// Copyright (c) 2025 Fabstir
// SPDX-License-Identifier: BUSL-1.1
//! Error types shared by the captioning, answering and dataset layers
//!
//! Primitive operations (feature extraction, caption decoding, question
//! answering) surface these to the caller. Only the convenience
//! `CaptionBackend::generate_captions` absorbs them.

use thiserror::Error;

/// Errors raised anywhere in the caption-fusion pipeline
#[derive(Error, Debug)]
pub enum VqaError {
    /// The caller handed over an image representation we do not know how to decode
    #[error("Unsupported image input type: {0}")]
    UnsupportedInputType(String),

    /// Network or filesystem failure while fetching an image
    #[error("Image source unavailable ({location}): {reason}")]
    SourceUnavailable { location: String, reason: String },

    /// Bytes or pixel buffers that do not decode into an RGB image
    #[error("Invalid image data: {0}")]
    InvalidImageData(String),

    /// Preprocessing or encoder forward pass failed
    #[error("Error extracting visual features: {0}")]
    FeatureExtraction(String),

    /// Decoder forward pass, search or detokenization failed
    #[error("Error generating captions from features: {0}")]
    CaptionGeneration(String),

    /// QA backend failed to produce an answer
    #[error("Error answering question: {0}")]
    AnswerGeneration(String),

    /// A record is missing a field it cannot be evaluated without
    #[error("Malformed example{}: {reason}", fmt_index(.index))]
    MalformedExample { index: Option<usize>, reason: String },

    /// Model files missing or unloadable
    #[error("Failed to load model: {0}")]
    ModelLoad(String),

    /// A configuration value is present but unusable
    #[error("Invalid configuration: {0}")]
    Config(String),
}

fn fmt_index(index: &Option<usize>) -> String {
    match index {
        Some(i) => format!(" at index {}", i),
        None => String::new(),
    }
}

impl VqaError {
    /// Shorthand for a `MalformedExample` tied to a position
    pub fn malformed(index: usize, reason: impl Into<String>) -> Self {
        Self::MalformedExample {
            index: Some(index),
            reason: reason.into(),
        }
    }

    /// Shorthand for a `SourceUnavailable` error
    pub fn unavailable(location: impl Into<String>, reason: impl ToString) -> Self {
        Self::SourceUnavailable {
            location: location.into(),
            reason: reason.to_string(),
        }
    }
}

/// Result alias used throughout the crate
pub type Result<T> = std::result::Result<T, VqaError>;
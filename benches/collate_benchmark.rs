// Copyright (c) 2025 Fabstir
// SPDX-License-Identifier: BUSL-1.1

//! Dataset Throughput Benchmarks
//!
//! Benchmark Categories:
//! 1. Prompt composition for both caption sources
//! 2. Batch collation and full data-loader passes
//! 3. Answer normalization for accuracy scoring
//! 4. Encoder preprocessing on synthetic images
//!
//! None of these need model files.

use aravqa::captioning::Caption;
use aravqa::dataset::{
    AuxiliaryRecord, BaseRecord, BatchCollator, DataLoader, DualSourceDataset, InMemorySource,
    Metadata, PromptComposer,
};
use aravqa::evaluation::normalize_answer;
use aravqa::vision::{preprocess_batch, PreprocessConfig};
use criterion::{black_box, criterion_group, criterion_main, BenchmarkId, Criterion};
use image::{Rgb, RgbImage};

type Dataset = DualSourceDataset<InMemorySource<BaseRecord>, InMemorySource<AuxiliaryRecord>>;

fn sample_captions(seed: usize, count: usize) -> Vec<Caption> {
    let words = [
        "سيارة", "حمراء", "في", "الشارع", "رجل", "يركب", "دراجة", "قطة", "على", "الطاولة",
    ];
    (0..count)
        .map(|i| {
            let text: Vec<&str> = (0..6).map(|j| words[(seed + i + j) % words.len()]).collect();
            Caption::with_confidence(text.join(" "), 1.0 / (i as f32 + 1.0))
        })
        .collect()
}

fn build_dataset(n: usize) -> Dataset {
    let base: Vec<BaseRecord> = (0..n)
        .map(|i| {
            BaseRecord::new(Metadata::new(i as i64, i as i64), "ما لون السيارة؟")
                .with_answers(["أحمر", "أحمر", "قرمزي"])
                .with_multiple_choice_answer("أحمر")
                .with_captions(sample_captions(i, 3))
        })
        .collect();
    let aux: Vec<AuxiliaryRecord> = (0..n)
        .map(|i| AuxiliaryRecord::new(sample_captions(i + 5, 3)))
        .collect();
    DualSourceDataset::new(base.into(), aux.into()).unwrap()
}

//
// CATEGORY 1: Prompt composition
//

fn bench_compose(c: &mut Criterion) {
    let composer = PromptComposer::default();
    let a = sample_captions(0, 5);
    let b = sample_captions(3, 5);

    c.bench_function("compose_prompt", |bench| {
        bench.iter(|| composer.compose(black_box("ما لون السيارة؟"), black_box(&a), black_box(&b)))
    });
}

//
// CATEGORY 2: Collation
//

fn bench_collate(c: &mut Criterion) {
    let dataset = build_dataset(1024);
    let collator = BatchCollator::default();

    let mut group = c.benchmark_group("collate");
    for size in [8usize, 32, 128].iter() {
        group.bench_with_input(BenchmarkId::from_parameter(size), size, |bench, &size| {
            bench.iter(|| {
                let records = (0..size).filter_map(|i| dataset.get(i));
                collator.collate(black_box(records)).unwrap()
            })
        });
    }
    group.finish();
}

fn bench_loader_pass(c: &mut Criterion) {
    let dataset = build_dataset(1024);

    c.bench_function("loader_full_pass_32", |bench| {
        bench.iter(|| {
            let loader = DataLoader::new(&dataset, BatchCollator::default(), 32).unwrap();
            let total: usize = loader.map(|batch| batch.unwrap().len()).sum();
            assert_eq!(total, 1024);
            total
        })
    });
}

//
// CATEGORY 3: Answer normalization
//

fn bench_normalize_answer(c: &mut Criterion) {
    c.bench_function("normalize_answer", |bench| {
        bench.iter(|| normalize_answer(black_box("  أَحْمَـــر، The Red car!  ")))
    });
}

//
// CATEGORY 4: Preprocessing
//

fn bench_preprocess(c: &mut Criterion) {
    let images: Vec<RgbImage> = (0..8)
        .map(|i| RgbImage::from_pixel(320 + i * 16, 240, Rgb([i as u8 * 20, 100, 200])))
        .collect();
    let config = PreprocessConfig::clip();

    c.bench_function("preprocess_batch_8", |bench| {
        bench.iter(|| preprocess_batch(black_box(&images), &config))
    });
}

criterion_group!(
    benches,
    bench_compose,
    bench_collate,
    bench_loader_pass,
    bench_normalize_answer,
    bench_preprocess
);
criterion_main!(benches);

Work request
Only the lines from the beginning of the material through the line with "caption decoding, question" should appear in the answer, each copied exactly.

Response
// Copyright (c) 2025 Fabstir
// SPDX-License-Identifier: BUSL-1.1
//! Error types shared by the captioning, answering and dataset layers
//!
//! Primitive operations (feature extraction, caption decoding, question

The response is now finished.